Я была уверена, что мои щеки стали бордово красными или, может быть, приобрели яркий оттенок спелой вишни.
— О, мой Бог. Ты стесняешься. Ты стала цветом как закат Серенгети, — Джек усмехнулся. Полноценная улыбка от уха до уха, которая была ослепительной.
— Мы можем просто поехать? — я протянула ему бинокль.
— Держись, — сказал он, снова заводя машину. — Вероятно, мы увидим еще несколько «шлангов».
Моим щекам вернулся нормальный цвет, когда мы проехали пестрый лес, но волнение не прошло, которое я ощутила, увидев его улыбку. Мы увидели бабуинов, водяных козлов и еще слонов, разрывающих ветки и набивающих ими рот.
— Не похоже, что сегодня мы встретим всю «большую пятерку», — сказал Джек, когда мы приблизились обратно к подъему на вершину кратера. — Не видно носорогов.
— Четверо из пяти — не так уж плохо, — ответила я, глядя вниз, на кратер.
Линии машин пересекали равнину внизу, взбивая пылевые облака. Прайд львов развалился под тенью дерева, а Масаи пасли свой скот в двух шагах от них. Ещё в нескольких шагах новорожденная зебра тыкалась носом в свою мать, еле держась на неустойчивых ногах. Когда туман рассеялся, кратер был виден до самого края леса. Несколько белых облаков задержалась, бросая тёмные тени на дно.
«Неужели Мо останавливалась здесь, чтобы так же рассмотреть этот вид?» — подумала я. Несмотря на то, что она ушла, я чувствовала себя ближе к ней из-за того, что побывала там. Это было, как будто прикоснуться к тени её души.
— Спасибо, — сказала я Джеку. — Я не думаю, что когда-нибудь забуду это.

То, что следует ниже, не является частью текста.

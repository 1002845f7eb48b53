//! Shared plant state.
//!
//! Every field is its own atomic so the physics activity, the control
//! activity and the fault injector can all touch the plant without a lock.
//! Individual loads and stores are atomic and immediately visible; a
//! [`PlantReading`] assembled from several loads is *not* a transaction and
//! may mix values from either side of a concurrent physics step.

use core::sync::atomic::{AtomicBool, AtomicI32, Ordering};
use serde::{Deserialize, Serialize};
use static_assertions::const_assert;

/// Boiler capacity (litres)
pub const CAPACITY: i32 = 1000;
/// Critical low limit (litres)
pub const CRITICAL_LOW: i32 = 150;
/// Critical high limit (litres)
pub const CRITICAL_HIGH: i32 = 850;
/// Lower edge of the normal band (litres)
pub const NORMAL_LOW: i32 = 400;
/// Upper edge of the normal band (litres)
pub const NORMAL_HIGH: i32 = 600;
/// Midpoint of the normal band, used by the single-pump policies
pub const NORMAL_MID: i32 = (NORMAL_LOW + NORMAL_HIGH) / 2;
/// Nominal steam outflow (litres/second)
pub const NOMINAL_STEAM_RATE: i32 = 70;
/// Capacity of one pump (litres/second)
pub const PUMP_CAPACITY: i32 = 50;

pub const INITIAL_WATER_VOLUME: i32 = 500;

const_assert!(0 < CRITICAL_LOW);
const_assert!(CRITICAL_LOW < NORMAL_LOW);
const_assert!(NORMAL_LOW < NORMAL_HIGH);
const_assert!(NORMAL_HIGH < CRITICAL_HIGH);
const_assert!(CRITICAL_HIGH < CAPACITY);

/// Components whose health can be flipped from outside the controller
#[derive(Debug, Clone, Copy, PartialEq, Eq, Serialize, Deserialize)]
pub enum Component {
    Pump1,
    Pump2,
    WaterSensor,
    SteamSensor,
}

impl core::fmt::Display for Component {
    fn fmt(&self, f: &mut core::fmt::Formatter<'_>) -> core::fmt::Result {
        match self {
            Component::Pump1 => write!(f, "pump 1"),
            Component::Pump2 => write!(f, "pump 2"),
            Component::WaterSensor => write!(f, "water sensor"),
            Component::SteamSensor => write!(f, "steam sensor"),
        }
    }
}

#[derive(Debug, Clone, Copy, PartialEq, Eq, Serialize, Deserialize)]
pub struct Health {
    pub pump1: bool,
    pub pump2: bool,
    pub water_sensor: bool,
    pub steam_sensor: bool,
}

impl Health {
    pub fn all_healthy() -> Self {
        Self {
            pump1: true,
            pump2: true,
            water_sensor: true,
            steam_sensor: true,
        }
    }

    pub fn both_pumps(&self) -> bool {
        self.pump1 && self.pump2
    }

    pub fn any_pump(&self) -> bool {
        self.pump1 || self.pump2
    }
}

impl Default for Health {
    fn default() -> Self {
        Self::all_healthy()
    }
}

/// Desired on/off state of the two pumps
#[derive(Debug, Clone, Copy, PartialEq, Eq, Default, Serialize, Deserialize)]
pub struct PumpCommands {
    pub pump1: bool,
    pub pump2: bool,
}

impl PumpCommands {
    pub const OFF: Self = Self { pump1: false, pump2: false };

    pub fn new(pump1: bool, pump2: bool) -> Self {
        Self { pump1, pump2 }
    }
}

/// Field-by-field snapshot of [`PlantState`]
#[derive(Debug, Clone, Copy, PartialEq, Eq, Serialize, Deserialize)]
pub struct PlantReading {
    pub water_volume: i32,
    pub steam_rate: i32,
    pub health: Health,
    pub commands: PumpCommands,
}

impl PlantReading {
    /// Reading of a freshly started plant
    pub fn initial() -> Self {
        Self {
            water_volume: INITIAL_WATER_VOLUME,
            steam_rate: NOMINAL_STEAM_RATE,
            health: Health::all_healthy(),
            commands: PumpCommands::OFF,
        }
    }

    /// `volume ≤ M1 ∨ volume ≥ M2`
    pub fn is_emergency_level(&self) -> bool {
        self.water_volume <= CRITICAL_LOW || self.water_volume >= CRITICAL_HIGH
    }
}

#[derive(Debug)]
pub struct PlantState {
    water_volume: AtomicI32,
    steam_rate: AtomicI32,
    pump1_healthy: AtomicBool,
    pump2_healthy: AtomicBool,
    water_sensor_healthy: AtomicBool,
    steam_sensor_healthy: AtomicBool,
    pump1_commanded: AtomicBool,
    pump2_commanded: AtomicBool,
}

impl PlantState {
    pub fn new() -> Self {
        Self::from_reading(&PlantReading::initial())
    }

    /// Build a plant with arbitrary starting values. Volume is clamped to `[0, C]`.
    pub fn from_reading(reading: &PlantReading) -> Self {
        Self {
            water_volume: AtomicI32::new(reading.water_volume.clamp(0, CAPACITY)),
            steam_rate: AtomicI32::new(reading.steam_rate),
            pump1_healthy: AtomicBool::new(reading.health.pump1),
            pump2_healthy: AtomicBool::new(reading.health.pump2),
            water_sensor_healthy: AtomicBool::new(reading.health.water_sensor),
            steam_sensor_healthy: AtomicBool::new(reading.health.steam_sensor),
            pump1_commanded: AtomicBool::new(reading.commands.pump1),
            pump2_commanded: AtomicBool::new(reading.commands.pump2),
        }
    }

    /// Load every field once. Not atomic as a whole.
    pub fn read(&self) -> PlantReading {
        PlantReading {
            water_volume: self.water_volume(),
            steam_rate: self.steam_rate(),
            health: self.health(),
            commands: self.commands(),
        }
    }

    pub fn water_volume(&self) -> i32 {
        self.water_volume.load(Ordering::SeqCst)
    }

    pub fn steam_rate(&self) -> i32 {
        self.steam_rate.load(Ordering::SeqCst)
    }

    pub fn health(&self) -> Health {
        Health {
            pump1: self.pump1_healthy.load(Ordering::SeqCst),
            pump2: self.pump2_healthy.load(Ordering::SeqCst),
            water_sensor: self.water_sensor_healthy.load(Ordering::SeqCst),
            steam_sensor: self.steam_sensor_healthy.load(Ordering::SeqCst),
        }
    }

    pub fn is_healthy(&self, component: Component) -> bool {
        self.health_flag(component).load(Ordering::SeqCst)
    }

    pub fn commands(&self) -> PumpCommands {
        PumpCommands {
            pump1: self.pump1_commanded.load(Ordering::SeqCst),
            pump2: self.pump2_commanded.load(Ordering::SeqCst),
        }
    }

    /// Fault-injection entry point. Returns the previous health value.
    pub fn set_health(&self, component: Component, healthy: bool) -> bool {
        self.health_flag(component).swap(healthy, Ordering::SeqCst)
    }

    /// Written by the controller only.
    pub(crate) fn set_commands(&self, commands: PumpCommands) {
        self.pump1_commanded.store(commands.pump1, Ordering::SeqCst);
        self.pump2_commanded.store(commands.pump2, Ordering::SeqCst);
    }

    /// Written by the physical model only.
    pub(crate) fn set_water_volume(&self, volume: i32) {
        // NASA Rule 5: Safety assertion for the capacity invariant
        debug_assert!(
            (0..=CAPACITY).contains(&volume),
            "Water volume {} outside [0, {}]",
            volume, CAPACITY
        );
        self.water_volume.store(volume, Ordering::SeqCst);
    }

    /// Written by the physical model only.
    pub(crate) fn set_steam_rate(&self, rate: i32) {
        self.steam_rate.store(rate, Ordering::SeqCst);
    }

    fn health_flag(&self, component: Component) -> &AtomicBool {
        match component {
            Component::Pump1 => &self.pump1_healthy,
            Component::Pump2 => &self.pump2_healthy,
            Component::WaterSensor => &self.water_sensor_healthy,
            Component::SteamSensor => &self.steam_sensor_healthy,
        }
    }
}

impl Default for PlantState {
    fn default() -> Self {
        Self::new()
    }
}

#[cfg(test)]
mod tests {
    use super::*;

    #[test]
    fn test_plant_initial_state() {
        let plant = PlantState::new();
        let reading = plant.read();

        assert_eq!(reading.water_volume, 500);
        assert_eq!(reading.steam_rate, 70);
        assert_eq!(reading.health, Health::all_healthy());
        assert_eq!(reading.commands, PumpCommands::OFF);
    }

    #[test]
    fn test_set_health_returns_previous_value() {
        let plant = PlantState::new();

        assert!(plant.set_health(Component::Pump1, false));
        assert!(!plant.is_healthy(Component::Pump1));
        assert!(!plant.set_health(Component::Pump1, true));
        assert!(plant.is_healthy(Component::Pump1));

        // Other flags are independent
        plant.set_health(Component::SteamSensor, false);
        let health = plant.health();
        assert!(health.pump1 && health.pump2 && health.water_sensor);
        assert!(!health.steam_sensor);
    }

    #[test]
    fn test_from_reading_clamps_volume() {
        let mut reading = PlantReading::initial();
        reading.water_volume = 1500;
        assert_eq!(PlantState::from_reading(&reading).water_volume(), CAPACITY);

        reading.water_volume = -20;
        assert_eq!(PlantState::from_reading(&reading).water_volume(), 0);
    }

    #[test]
    fn test_emergency_level_boundaries() {
        let mut reading = PlantReading::initial();
        for (volume, expected) in [(150, true), (151, false), (849, false), (850, true), (0, true)] {
            reading.water_volume = volume;
            assert_eq!(reading.is_emergency_level(), expected, "volume {}", volume);
        }
    }
}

Синева его глаз окутала меня на мгновение. Все казалось притихшим и обнажённым.
Прошло некоторое время, прежде чем он заговорил, и его голос был мягким, но напряжённым.
— Я тоже.
Потеря кого-то, кого ты любишь, настраивает тебя на хрупкость жизни — моментов, воспоминаний и музыки. Это заставляет тебя хотеть охватить всё глупые, неясные желания, которые затрагивают самые глубокие чувства. Это заставляет тебя хотеть взять в руки неиспользуемые ноты несыгранных симфоний. Возможно, именно поэтому мы с Джеком привязались к этому моменту: глаза зажмурены, дыхание успокоилось, прислушиваясь к чему-то, что мы могли слышать, что-то, что жило в мимолетном пространстве между приветствием и прощанием. Это заставило меня захотеть, чтобы застыла качающаяся рябь пастбища под нами и игра света на лице Джека.
Глава 9
Когда мы начали удаляться от кратера, деревья уступили место высокому, насквозь продуваемому ветрами плато.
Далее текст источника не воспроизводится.